- _Task_
Output the data below in full, character for character.

--- Supplied data Enclosed Below ---

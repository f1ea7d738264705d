//! Fixed palettes and nearest-color lookup.

use crate::error::InkError;

/// One palette entry.
#[derive(Debug, Clone, Copy, PartialEq, Eq)]
pub struct Rgb {
    pub r: u8,
    pub g: u8,
    pub b: u8,
}

impl Rgb {
    pub const BLACK: Rgb = Rgb::new(0, 0, 0);
    pub const WHITE: Rgb = Rgb::new(255, 255, 255);
    pub const RED: Rgb = Rgb::new(255, 0, 0);

    pub const fn new(r: u8, g: u8, b: u8) -> Self {
        Self { r, g, b }
    }
}

impl From<Rgb> for [u8; 3] {
    fn from(c: Rgb) -> Self {
        [c.r, c.g, c.b]
    }
}

/// An ordered fixed palette. Never empty; nearest-color ties resolve
/// to the earliest entry, so declaration order is part of the contract.
#[derive(Debug, Clone, PartialEq, Eq)]
pub struct Palette {
    colors: Vec<Rgb>,
}

impl Palette {
    /// Black and white.
    pub fn monochrome() -> Self {
        Self {
            colors: vec![Rgb::BLACK, Rgb::WHITE],
        }
    }

    /// Black, white and red.
    pub fn tricolor() -> Self {
        Self {
            colors: vec![Rgb::BLACK, Rgb::WHITE, Rgb::RED],
        }
    }

    pub fn custom(colors: Vec<Rgb>) -> Result<Self, InkError> {
        if colors.is_empty() {
            return Err(InkError::EmptyPalette);
        }
        Ok(Self { colors })
    }

    pub fn colors(&self) -> &[Rgb] {
        &self.colors
    }

    /// Nearest entry to a possibly error-shifted RGB point. Squared
    /// Euclidean distance; the first minimal entry wins.
    pub fn nearest(&self, r: f32, g: f32, b: f32) -> Rgb {
        let mut best = self.colors[0];
        let mut best_dist = f32::INFINITY;
        for &c in &self.colors {
            let dr = r - c.r as f32;
            let dg = g - c.g as f32;
            let db = b - c.b as f32;
            let dist = dr * dr + dg * dg + db * db;
            if dist < best_dist {
                best_dist = dist;
                best = c;
            }
        }
        best
    }
}

#[cfg(test)]
mod tests {
    use super::*;

    #[test]
    fn palette_colors_map_to_themselves() {
        for palette in [Palette::monochrome(), Palette::tricolor()] {
            for &c in palette.colors() {
                assert_eq!(palette.nearest(c.r as f32, c.g as f32, c.b as f32), c);
            }
        }
    }

    #[test]
    fn ties_break_to_earliest_entry() {
        let p = Palette::monochrome();
        // Equidistant from black and white in every channel.
        assert_eq!(p.nearest(127.5, 127.5, 127.5), Rgb::BLACK);
    }

    #[test]
    fn error_shifted_points_resolve() {
        let p = Palette::tricolor();
        // Strong red with accumulated error pushing channels out of range.
        assert_eq!(p.nearest(300.0, -40.0, 12.0), Rgb::RED);
        assert_eq!(p.nearest(-10.0, 3.0, 0.0), Rgb::BLACK);
    }

    #[test]
    fn custom_rejects_empty() {
        assert!(matches!(
            Palette::custom(vec![]),
            Err(InkError::EmptyPalette)
        ));
        assert!(Palette::custom(vec![Rgb::BLACK]).is_ok());
    }
}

--- End of Enclosed Supplied data ---

- _Output below_
repository f1ea7d738264705d
//! Fixed palettes and nearest-color lookup.

use crate::error::InkError;

/// One palette entry.
#[derive(Debug, Clone, Copy, PartialEq, Eq)]
pub struct Rgb {
    pub r: u8,
    pub g: u8,
    pub b: u8,
}

impl Rgb {
    pub const BLACK: Rgb = Rgb::new(0, 0, 0);
    pub const WHITE: Rgb = Rgb::new(255, 255, 255);
    pub const RED: Rgb = Rgb::new(255, 0, 0);

    pub const fn new(r: u8, g: u8, b: u8) -> Self {
        Self { r, g, b }
    }
}

impl From<Rgb> for [u8; 3] {
    fn from(c: Rgb) -> Self {
        [c.r, c.g, c.b]
    }
}

/// An ordered fixed palette. Never empty; nearest-color ties resolve
/// to the earliest entry, so declaration order is part of the contract.
#[derive(Debug, Clone, PartialEq, Eq)]
pub struct Palette {
    colors: Vec<Rgb>,
}

impl Palette {
    /// Black and white.
    pub fn monochrome() -> Self {
        Self {
            colors: vec![Rgb::BLACK, Rgb::WHITE],
        }
    }

    /// Black, white and red.
    pub fn tricolor() -> Self {
        Self {
            colors: vec![Rgb::BLACK, Rgb::WHITE, Rgb::RED],
        }
    }

    pub fn custom(colors: Vec<Rgb>) -> Result<Self, InkError> {
        if colors.is_empty() {
            return Err(InkError::EmptyPalette);
        }
        Ok(Self { colors })
    }

    pub fn colors(&self) -> &[Rgb] {
        &self.colors
    }

    /// Nearest entry to a possibly error-shifted RGB point. Squared
    /// Euclidean distance; the first minimal entry wins.
    pub fn nearest(&self, r: f32, g: f32, b: f32) -> Rgb {
        let mut best = self.colors[0];
        let mut best_dist = f32::INFINITY;
        for &c in &self.colors {
            let dr = r - c.r as f32;
            let dg = g - c.g as f32;
            let db = b - c.b as f32;
            let dist = dr * dr + dg * dg + db * db;
            if dist < best_dist {
                best_dist = dist;
                best = c;
            }
        }
        best
    }
}

#[cfg(test)]
mod tests {
    use super::*;

    #[test]
    fn palette_colors_map_to_themselves() {
        for palette in [Palette::monochrome(), Palette::tricolor()] {
            for &c in palette.colors() {
                assert_eq!(palette.nearest(c.r as f32, c.g as f32, c.b as f32), c);
            }
        }
    }

    #[test]
    fn ties_break_to_earliest_entry() {
        let p = Palette::monochrome();
        // Equidistant from black and white in every channel.
        assert_eq!(p.nearest(127.5, 127.5, 127.5), Rgb::BLACK);
    }

    #[test]
    fn error_shifted_points_resolve() {
        let p = Palette::tricolor();
        // Strong red with accumulated error pushing channels out of range.
        assert_eq!(p.nearest(300.0, -40.0, 12.0), Rgb::RED);
        assert_eq!(p.nearest(-10.0, 3.0, 0.0), Rgb::BLACK);
    }

    #[test]
    fn custom_rejects_empty() {
        assert!(matches!(
            Palette::custom(vec![]),
            Err(InkError::EmptyPalette)
        ));
        assert!(Palette::custom(vec![Rgb::BLACK]).is_ok());
    }
}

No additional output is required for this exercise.